[Opening Data for the task section]

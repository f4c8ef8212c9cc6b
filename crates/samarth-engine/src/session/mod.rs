//! Conversation state and the query handler.
//!
//! The [`Conversation`] is a plain value: the caller creates it at the start
//! of a session, passes it into [`QueryHandler::handle`], and gets the
//! updated transcript back. Nothing in the crate keeps history on its own.

mod handler;

pub use handler::{QueryHandler, QueryOutcome};

use crate::error::{Result, SamarthError};
use crate::reporting::{Citation, TableSnapshot};
use chrono::{DateTime, Utc};
use serde::{Deserialize, Serialize};
use std::fmt;

/// The two things a user must supply before any question can run.
#[derive(Clone, Default)]
pub struct Credentials {
    /// data.gov.in API key, forwarded to the workflow.
    pub api_key: Option<String>,
    /// Workflow webhook URL.
    pub endpoint: Option<String>,
}

impl Credentials {
    pub fn new(api_key: Option<String>, endpoint: Option<String>) -> Self {
        Self { api_key, endpoint }
    }

    /// Return `(api_key, endpoint)`, or the first missing one as an error.
    ///
    /// Blank values count as missing. The API key is checked first.
    pub fn require(&self) -> Result<(&str, &str)> {
        let api_key = non_blank(self.api_key.as_deref())
            .ok_or_else(|| SamarthError::MissingCredential("data.gov.in API key".to_string()))?;
        let endpoint = non_blank(self.endpoint.as_deref())
            .ok_or_else(|| SamarthError::MissingCredential("workflow webhook URL".to_string()))?;
        Ok((api_key, endpoint))
    }
}

impl fmt::Debug for Credentials {
    fn fmt(&self, f: &mut fmt::Formatter<'_>) -> fmt::Result {
        f.debug_struct("Credentials")
            .field("api_key", &self.api_key.as_ref().map(|_| "<redacted>"))
            .field("endpoint", &self.endpoint)
            .finish()
    }
}

fn non_blank(value: Option<&str>) -> Option<&str> {
    value.map(str::trim).filter(|v| !v.is_empty())
}

/// Who said a turn.
#[derive(Debug, Clone, Copy, PartialEq, Eq, Serialize, Deserialize)]
#[serde(rename_all = "snake_case")]
pub enum Role {
    User,
    Assistant,
}

impl fmt::Display for Role {
    fn fmt(&self, f: &mut fmt::Formatter<'_>) -> fmt::Result {
        match self {
            Role::User => write!(f, "user"),
            Role::Assistant => write!(f, "assistant"),
        }
    }
}

/// One entry in the transcript.
#[derive(Debug, Clone, PartialEq, Serialize, Deserialize)]
pub struct Turn {
    pub role: Role,
    /// Markdown text.
    pub content: String,
    #[serde(default, skip_serializing_if = "Option::is_none")]
    pub table: Option<TableSnapshot>,
    #[serde(default, skip_serializing_if = "Option::is_none")]
    pub citation: Option<Citation>,
    #[serde(default)]
    pub is_error: bool,
    pub at: DateTime<Utc>,
}

impl Turn {
    pub fn user(content: impl Into<String>) -> Self {
        Self {
            role: Role::User,
            content: content.into(),
            table: None,
            citation: None,
            is_error: false,
            at: Utc::now(),
        }
    }

    pub fn assistant(
        content: impl Into<String>,
        table: Option<TableSnapshot>,
        citation: Option<Citation>,
    ) -> Self {
        Self {
            role: Role::Assistant,
            content: content.into(),
            table,
            citation,
            is_error: false,
            at: Utc::now(),
        }
    }

    pub fn error(content: impl Into<String>) -> Self {
        Self {
            role: Role::Assistant,
            content: content.into(),
            table: None,
            citation: None,
            is_error: true,
            at: Utc::now(),
        }
    }
}

/// The running transcript of a session.
#[derive(Debug, Clone, Default, PartialEq, Serialize, Deserialize)]
pub struct Conversation {
    turns: Vec<Turn>,
}

impl Conversation {
    pub fn new() -> Self {
        Self::default()
    }

    pub fn turns(&self) -> &[Turn] {
        &self.turns
    }

    pub fn len(&self) -> usize {
        self.turns.len()
    }

    pub fn is_empty(&self) -> bool {
        self.turns.is_empty()
    }

    pub fn last(&self) -> Option<&Turn> {
        self.turns.last()
    }

    /// Append a turn, returning the updated conversation.
    pub fn with_turn(mut self, turn: Turn) -> Self {
        self.turns.push(turn);
        self
    }
}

[Closing Data for the task section]

- _Your assignment_: If a line of the listing contains the word "bool", count it; then give the total and nothing else.

- _Task output_: 2